Spanish Novelist Javier Marias Refuses Spain's National Narrative Award, 20,000 Euro Prize

Posted on November 3, 2012

Spanish novelist Javier Marias has turned down the National Narrative Prize, which is awarded by the Spanish government each year. The prize carries a cash award of 20,000 Euros.

Marias was given the award for his novel, The Infatuations. Marias is not opposed to literary prizes at all -- in fact, there is buzz that he will someday win a Nobel Prize for Literature. But he does oppose government funded literary prizes, which he says are used for political gain.

Marias explains, "All my life I have managed to avoid state institutions, regardless of which party was in government, and I have turned down all income from the public purse. I don't want to be seen as an author who is favoured by any particular government."

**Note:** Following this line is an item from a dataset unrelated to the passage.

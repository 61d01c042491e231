//! CLI command implementations

pub mod simulate;
pub mod status;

Another Spaniard, artist Santiago Sierra, turned down Spain's national arts prize for similar reasons. Sierra said he refused to take prize money from a government which gave money to banks while cutting spending on social programs (it was a socialist government).

The Telegraph reports that there is a growing trend of refusing literary awards to make political statements. American poet Lawrence Ferlinghetti recently turned down the prestigious Janus Pannonius International Poetry Prize because it was partially funded by the Hungarian government. The poet turned down a cash prize of 50,000 Euros citing human rights abuses in Hungary.